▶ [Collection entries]
*** Block opens ***

use crossterm::style::Stylize;

fn terminal_columns() -> usize {
    let (columns, _) = crossterm::terminal::size().ok().unwrap_or((80, 25));
    columns.into()
}

pub(crate) fn wrap_text(text: &str, columns: usize) -> Vec<String> {
    textwrap::wrap(text, columns)
        .into_iter()
        .map(|line| line.into_owned())
        .collect()
}

#[inline]
pub(crate) fn display_text<S: AsRef<str>>(text: S) {
    wrap_text(text.as_ref(), terminal_columns())
        .into_iter()
        .for_each(|line| {
            println!("{}", line);
        });
}

/// Turn warnings stand out from the narrative.
pub(crate) fn display_warning<S: AsRef<str>>(text: S) {
    wrap_text(text.as_ref(), terminal_columns())
        .into_iter()
        .for_each(|line| {
            println!("{}", line.yellow());
        });
}

macro_rules! display {
    ($text:expr) => {{
        crate::io::display_text($text)
    }};

    ($fmt:expr, $($args:expr),+) => {{
        crate::io::display_text(format!($fmt, $($args),+))
    }};
}

pub(crate) use display;

#[cfg(test)]
mod tests {
    use super::*;

    #[test]
    fn long_lines_wrap_at_column_limit() {
        let lines = wrap_text("the old mill stands by the river bend", 12);

        assert!(lines.len() > 1);
        assert!(lines.iter().all(|line| line.chars().count() <= 12));
    }

    #[test]
    fn display_works_as_a_match_arm() {
        let shown = |word: Option<&str>| match word {
            Some(word) => display!("word: {}", word),
            None => display!("nothing"),
        };

        let () = shown(Some("mill"));
        let () = shown(None);
    }
}
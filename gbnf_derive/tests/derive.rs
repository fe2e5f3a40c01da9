use gbnf_derive::Gbnf;

#[allow(dead_code)]
#[derive(Gbnf)]
#[gbnf(rename_all = "camelCase")]
struct PlaceSeed {
    display_name: String,
    parent_id: Option<String>,
    aliases: Vec<String>,
}

#[allow(dead_code)]
#[derive(Gbnf)]
struct Assignment {
    name: String,
    #[gbnf(one_of("original", "new"))]
    destination: String,
}

#[allow(dead_code)]
#[derive(Gbnf)]
struct Assignments {
    assignments: Vec<Assignment>,
}

#[test]
fn camel_case_field_names() {
    let grammar = PlaceSeed::to_grammar();
    assert!(grammar.starts_with("root ::= PlaceSeed"));
    assert!(grammar.contains(r#""\"displayName\":""#));
    assert!(grammar.contains(r#""\"parentId\":"   ws   stringOrNull"#));
    assert!(grammar.contains("stringList ::= "));
}

#[test]
fn one_of_fields_are_limited() {
    let grammar = Assignments::to_grammar();
    assert!(grammar.contains("AssignmentList ::= "));
    assert!(grammar.contains(r#"AssignmentDestinationValue ::= "\"original\"" | "\"new\"""#));
    assert!(grammar.contains(r#""\"destination\":"   ws   AssignmentDestinationValue"#));
}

*** Block closes ***

▶ [Task description] Each line above where the word "tests" occurs should be copied out.

▶ [Solved problem]
mod tests {
filename gbnf_derive/tests/derive.rs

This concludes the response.